= Arulenus Rusticus =

Roman Stoic philosopher and senator (c. 35–93)

Quintus Junius Arulenus Rusticus (c. 35 – 93 AD) was a Roman Senator and a friend and follower of Thrasea Paetus, and like him an ardent admirer of Stoic philosophy. Arulenus Rusticus attained a suffect consulship in the nundinium of September to December 92 with Gaius Julius Silanus as his colleague. He was one of a group of Stoics who opposed the perceived tyranny and autocratic tendencies of certain emperors, known today as the Stoic Opposition.

His contemporaries referred to him in varying ways. The Fasti of Potentia and Ostia call him Q. Arulenus Rusticus, while Tacitus, Pliny the Younger, and Dio Cassius call him Arulenus Rusticus or Rusticus Arulenus, yet Suetonius calls him Junius Rusticus. That his brother was a friend of Pliny the Younger named Junius Mauricus, the senator Junius Rusticus (attested as alive in AD 29) is commonly identified as his father, and Quintus Junius Rusticus (suffect consul in 133 and ordinary consul in 162) as his grandson, only increases the perplexity. In his monograph on Roman naming practices, Olli Salomies attempted to determine to which gens Arulenus Rusticus belonged—Aruleni or Junii—only to admit there is no better explanation than the suggestion of Ronald Syme that Arulenus "is either adoptive or maternal—and accorded preference to the indistinctive 'Iunius'".

== Life ==
Arulenus Rusticus was plebeian tribune in AD 66, in which year Thrasea was condemned to death by the Roman Senate; he would have placed his veto upon the senatus consultum, had not Thrasea prevented him, as he would only have brought certain destruction upon himself without saving the life of the defendant. He was praetor in the civil wars after the death of Nero (69 AD), when as one of the senate's ambassadors to the Flavian armies he was wounded by the soldiers of Petilius Cerialis. Although Arulenus Rusticus attained a suffect consulship during the reign of Domitian, in the following year he was condemned to death because he wrote a panegyric to Thrasea.
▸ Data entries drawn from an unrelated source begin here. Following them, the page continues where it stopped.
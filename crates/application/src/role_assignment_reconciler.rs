//! Optimistic role assignment toggling with rollback.
//!
//! The reconciler owns the cached [`AssignmentIndex`] for one page. Each toggle
//! is tracked as its own mutation (`Pending -> Committed | RolledBack |
//! Superseded | Cancelled`). When two toggles overlap on the same user-role edge, the most
//! recently issued one owns the edge: responses for older toggles are recorded
//! as `Superseded` and leave local state alone.

mod mutation;

use std::collections::{BTreeMap, BTreeSet, HashMap};
use std::sync::Arc;

use tallyboard_core::{AppError, AppResult};
use tallyboard_domain::{
    Assignment, AssignmentIndex, BulkPermissionOperation, BulkPermissionRequest, PermissionId,
    Role, RoleId, User, UserId,
};
use tokio::sync::Mutex;
use tokio_util::sync::CancellationToken;
use tracing::{debug, info, warn};

use crate::fail_soft::cancellable;
use crate::{Notice, Notifier, RbacApi};

pub use mutation::{
    MutationId, MutationKind, MutationOutcome, MutationStatus, PendingMutation, RoleMutation,
};

type EdgeKey = (UserId, RoleId);

const MAX_REFRESH_ATTEMPTS: usize = 3;
const SETTLED_MUTATION_HISTORY: usize = 32;

#[derive(Default)]
struct ReconcilerState {
    index: AssignmentIndex,
    users: Vec<User>,
    roles: Vec<Role>,
    mutations: BTreeMap<MutationId, RoleMutation>,
    edge_owners: HashMap<EdgeKey, MutationId>,
    next_mutation_id: u64,
    settle_generation: u64,
    stale: bool,
    selected_permissions: BTreeSet<PermissionId>,
}

impl ReconcilerState {
    fn has_pending(&self) -> bool {
        !self.edge_owners.is_empty()
    }

    fn replay_pending(&mut self) {
        for ((user_id, role_id), mutation_id) in &self.edge_owners {
            if let Some(mutation) = self.mutations.get(mutation_id) {
                self.index.set_membership(
                    user_id,
                    role_id,
                    mutation.kind == MutationKind::Assign,
                );
            }
        }
    }

    fn prune_settled(&mut self) {
        let settled: Vec<MutationId> = self
            .mutations
            .values()
            .filter(|mutation| mutation.status.is_terminal())
            .map(|mutation| mutation.id)
            .collect();
        let excess = settled.len().saturating_sub(SETTLED_MUTATION_HISTORY);
        for id in settled.into_iter().take(excess) {
            self.mutations.remove(&id);
        }
    }
}

/// Page-scoped owner of the user-role assignment cache.
pub struct RoleAssignmentReconciler {
    api: Arc<dyn RbacApi>,
    notifier: Arc<dyn Notifier>,
    state: Mutex<ReconcilerState>,
}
When I was once lecturing in Rome, that famous Rusticus, whom Domitian later killed through envy at his repute, was among my hearers, and a soldier came through the audience and delivered to him a letter from the emperor. There was a silence and I, too, made a pause, that he might read his letter; but he refused and did not break the seal until I had finished my lecture and the audience had dispersed. Because of this incident everyone admired the dignity of the man.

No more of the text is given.